MIT Technology Review 4/2020
S. 3
Editorial
© Joanna Nottebrock

Liebe Leserinnen und Leser,

Glück? Nicht euer Ernst in Zeiten der Corona-Krise, ließe sich einwenden. Es wäre nicht ganz von der Hand zu weisen. Aber vielleicht ist es gerade jetzt wichtig, darüber nachzudenken, was gut ist – und zwar nicht, um die Lage gesundzubeten, sondern um sie tatsächlich besser zu machen. Wie komplex so etwas wie Glück ist, zeigt der Blick in den World Happiness Index der Vereinten Nationen: Die Gesamtplatzierung ergibt sich aus Einzelwertungen wie Wirtschaftskraft, Gesundheit oder soziale Unterstützung. Und hier liegen die Länder zum Teil weit auseinander. Luxemburg etwa hat von allen im Jahr 2018 untersuchten Nationen das höchste Bruttoinlandsprodukt pro Kopf – belegt aber nur Platz 14 in der Rangliste. Noch deutlicher ist die Diskrepanz in der Kategorie „soziale Unterstützung“. Hier liegt Turkmenistan vorn, während es insgesamt ­lediglich Rang 87 erreicht. Usbekistan hingegen bietet angeblich das höchste Maß an freier Lebensentscheidung – ist aber nur die Nummer 41.

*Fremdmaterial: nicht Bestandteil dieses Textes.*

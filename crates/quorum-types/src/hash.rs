//! Content addressing for archive records.
//!
//! Every record is identified by a SHA-256 digest over its canonical byte
//! encoding. The hash serves two purposes: it is the deduplication key in
//! the master tables (a record seen at many heights is stored once), and it
//! drives set-equality comparison between a height's collection and its
//! predecessor's. Both uses require the encoding to be byte-stable, so the
//! canonical form is a hand-written length-prefixed field concatenation --
//! never a serde format whose output could drift.

use std::fmt;

use serde::{Deserialize, Serialize};
use sha2::{Digest, Sha256};

/// A SHA-256 content hash identifying one record value.
///
/// Two records have equal hashes exactly when their canonical encodings are
/// byte-identical. Stored as `BYTEA` in the master tables.
#[derive(Clone, Copy, PartialEq, Eq, PartialOrd, Ord, Hash, Serialize, Deserialize)]
pub struct ContentHash([u8; 32]);

impl ContentHash {
    /// Wrap a raw 32-byte digest.
    pub const fn from_bytes(bytes: [u8; 32]) -> Self {
        Self(bytes)
    }

    /// The raw digest bytes.
    pub const fn as_bytes(&self) -> &[u8; 32] {
        &self.0
    }

    /// Hash arbitrary canonical bytes.
    pub fn digest(bytes: &[u8]) -> Self {
        let mut hasher = Sha256::new();
        hasher.update(bytes);
        Self(hasher.finalize().into())
    }

    /// Reconstruct a hash from a byte slice, if it is exactly 32 bytes.
    pub fn try_from_slice(bytes: &[u8]) -> Option<Self> {
        <[u8; 32]>::try_from(bytes).ok().map(Self)
    }
}

impl fmt::Display for ContentHash {
    fn fmt(&self, f: &mut fmt::Formatter<'_>) -> fmt::Result {
        for byte in &self.0 {
            write!(f, "{byte:02x}")?;
        }
        Ok(())
    }
}

impl fmt::Debug for ContentHash {
    fn fmt(&self, f: &mut fmt::Formatter<'_>) -> fmt::Result {
        write!(f, "ContentHash({self})")
    }
}

/// A value with a stable canonical encoding and a derived content hash.
///
/// Implementations must guarantee that `canonical_bytes` is a pure function
/// of the record's field values: equal records produce identical bytes
/// across processes, architectures, and serialization libraries.
pub trait ContentAddressed {
    /// The canonical byte encoding of this record.
    ///
    /// Fields are emitted in declaration order. Variable-length fields are
    /// prefixed with their big-endian `u32` length; fixed-width integers are
    /// emitted big-endian.
    fn canonical_bytes(&self) -> Vec<u8>;

    /// The SHA-256 digest of [`canonical_bytes`](Self::canonical_bytes).
    fn content_hash(&self) -> ContentHash {
        ContentHash::digest(&self.canonical_bytes())
    }
}

/// Append a length-prefixed variable-width field to a canonical encoding.
pub(crate) fn put_field(out: &mut Vec<u8>, bytes: &[u8]) {
    let len = u32::try_from(bytes.len()).unwrap_or(u32::MAX);
    out.extend_from_slice(&len.to_be_bytes());
    out.extend_from_slice(bytes);
}

#[cfg(test)]
#[allow(clippy::unwrap_used)]
mod tests {
    use super::*;

    #[test]
    fn digest_is_stable() {
        let a = ContentHash::digest(b"quorum");
        let b = ContentHash::digest(b"quorum");
        assert_eq!(a, b);
        assert_ne!(a, ContentHash::digest(b"quorum2"));
    }

    #[test]
    fn display_is_lowercase_hex() {
        let hash = ContentHash::digest(b"");
        let hex = hash.to_string();
        assert_eq!(hex.len(), 64);
        assert!(hex.chars().all(|c| c.is_ascii_hexdigit()));
        // SHA-256 of the empty string is a well-known constant.
        assert!(hex.starts_with("e3b0c442"));
    }

    #[test]
    fn slice_round_trip() {
        let hash = ContentHash::digest(b"round trip");
        let restored = ContentHash::try_from_slice(hash.as_bytes()).unwrap();
        assert_eq!(hash, restored);
        assert!(ContentHash::try_from_slice(&[0u8; 31]).is_none());
    }
}
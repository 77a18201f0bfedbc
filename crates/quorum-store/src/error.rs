//! Error types for the persistence layer.
//!
//! All errors are propagated via [`StoreError`], which wraps the underlying
//! [`sqlx`] and [`fred`] errors with context about which operation failed.
//! Two variants carry the archive's semantic distinctions: [`NotFound`]
//! (data not yet synced -- callers recover) and [`Integrity`] (the stored
//! data contradicts an invariant -- the enclosing transaction must roll
//! back and nothing may partially persist).
//!
//! [`NotFound`]: StoreError::NotFound
//! [`Integrity`]: StoreError::Integrity

use quorum_types::ValidationError;

/// Errors that can occur in the persistence layer.
#[derive(Debug, thiserror::Error)]
pub enum StoreError {
    /// A `PostgreSQL` operation failed.
    #[error("PostgreSQL error: {0}")]
    Postgres(#[from] sqlx::Error),

    /// The legacy key-value source failed.
    #[error("legacy source error: {0}")]
    Legacy(#[from] fred::error::Error),

    /// A serialization or deserialization error.
    #[error("serialization error: {0}")]
    Serialization(#[from] serde_json::Error),

    /// The requested height or record is not stored. Callers treat this as
    /// "not yet synced", never as corruption.
    #[error("not found: {0}")]
    NotFound(String),

    /// The stored data contradicts a structural invariant (dedup row-count
    /// mismatch, malformed stored record). Fatal: the caller's transaction
    /// must roll back.
    #[error("integrity violation: {0}")]
    Integrity(String),

    /// Malformed caller input, rejected before any write.
    #[error("validation error: {0}")]
    Validation(#[from] ValidationError),

    /// A configuration error.
    #[error("configuration error: {0}")]
    Config(String),
}

impl StoreError {
    /// Whether this error is the recoverable "not yet synced" case.
    pub const fn is_not_found(&self) -> bool {
        matches!(self, Self::NotFound(_))
    }
}
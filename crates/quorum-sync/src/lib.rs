//! Sync orchestration between the external checkpoint chain and the poll
//! archive.
//!
//! # Architecture
//!
//! ```text
//!   ChainReader (trait) ──fetch──▶ worker pool ──commit──▶ Archive (trait)
//!        │                        (semaphore-bounded,          │
//!        │ new-height              per-height retry)           │
//!        └──notify──▶ SyncOrchestrator ◀──────read─────────────┘
//!                           │
//!                           ├─ ResultCalculator (per height, on demand)
//!                           ├─ ResultCorrector  (historical overrides)
//!                           └─ LRU result cache
//! ```
//!
//! | Module         | Responsibility                                      |
//! |----------------|-----------------------------------------------------|
//! | `reader`       | [`ChainReader`]: the external source boundary       |
//! | `archive`      | [`Archive`]: the storage boundary                   |
//! | `fetch`        | Per-height paginated fetch with retries             |
//! | `orchestrator` | Catch-up loop, worker pool, cached result reads     |
//! | `correction`   | Data-driven historical result overrides             |
//! | `status`       | Derived liveness status                             |
//! | `error`        | [`FetchError`] (transient) vs [`SyncError`] (fatal) |

mod archive;
mod correction;
mod error;
mod fetch;
mod orchestrator;
mod reader;
mod status;

pub use archive::Archive;
pub use correction::{NoCorrections, ResultCorrector, ScoreOverrides};
pub use error::{FetchError, SyncError};
pub use orchestrator::{SyncConfig, SyncOrchestrator};
pub use reader::ChainReader;
pub use status::SyncStatus;
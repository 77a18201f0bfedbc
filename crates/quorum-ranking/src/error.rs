//! Error types for result calculation.

use quorum_types::ValidationError;

/// Errors that can occur while building an election result.
#[derive(Debug, Clone, PartialEq, Eq, thiserror::Error)]
pub enum RankingError {
    /// Two registrations carried the same candidate name. Fatal: the
    /// snapshot is corrupt, no result can be produced from it.
    #[error("duplicate candidate name `{name}`")]
    DuplicateCandidate {
        /// The repeated name.
        name: String,
    },

    /// Registrations were added after buckets. Votes must resolve against
    /// a complete candidate set, so the ordering is enforced strictly.
    #[error("registrations must be added before any bucket")]
    RegistrationsAfterBuckets,

    /// A score or total overflowed [`rust_decimal::Decimal`] range.
    #[error("accumulator overflow while scoring candidate `{candidate}`")]
    Overflow {
        /// The candidate whose accumulation overflowed.
        candidate: String,
    },

    /// Malformed input, rejected before any mutation.
    #[error(transparent)]
    Validation(#[from] ValidationError),
}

Man kann die einzelnen Werte anzweifeln, aber im Großen und Ganzen bleibt bestehen: Armut macht unglücklich, aber viel Geld eben noch lange nicht das Gegenteil. Gut ist, wenn man sein Leben selbst in die Hand nehmen kann – solange man nicht allein gelassen wird. Soziale Sicherheit ist wichtig – wenn sie nicht in soziale Überwachung ausartet.

Völlig klar, dürfte nun wohl jeder sagen. Aber wissen Sie wirklich, was diese ­Abwägung für Sie selbst bedeutet? Wie viel Bewegung, wie viel Freiheit und wie viel Stress Sie für Ihre eigene Zufriedenheit brauchen?

Um diese Fragen zu beantworten, suchen Forscher nach messbaren Kriterien für das persönliche Glück. Die ersten Produkte sind bereits auf dem Markt, als ­Stimmungs-Tracker, Geräte für Hirnwellen-Messungen oder Wearables, die Haut­widerstand und körperliche Aktivität analysieren. Ab Seite 28 schreibt unser Autor, welche der Angebote nützlich sind – und ob die Jagd nach dem Glück am Ende wirklich glücklich macht.

Deutschland liegt im aktuellen World Happiness Index übrigens auf Platz 17. Es gibt also noch Luft nach oben. Ich hoffe daher, Sie haben viel Spaß beim Lesen.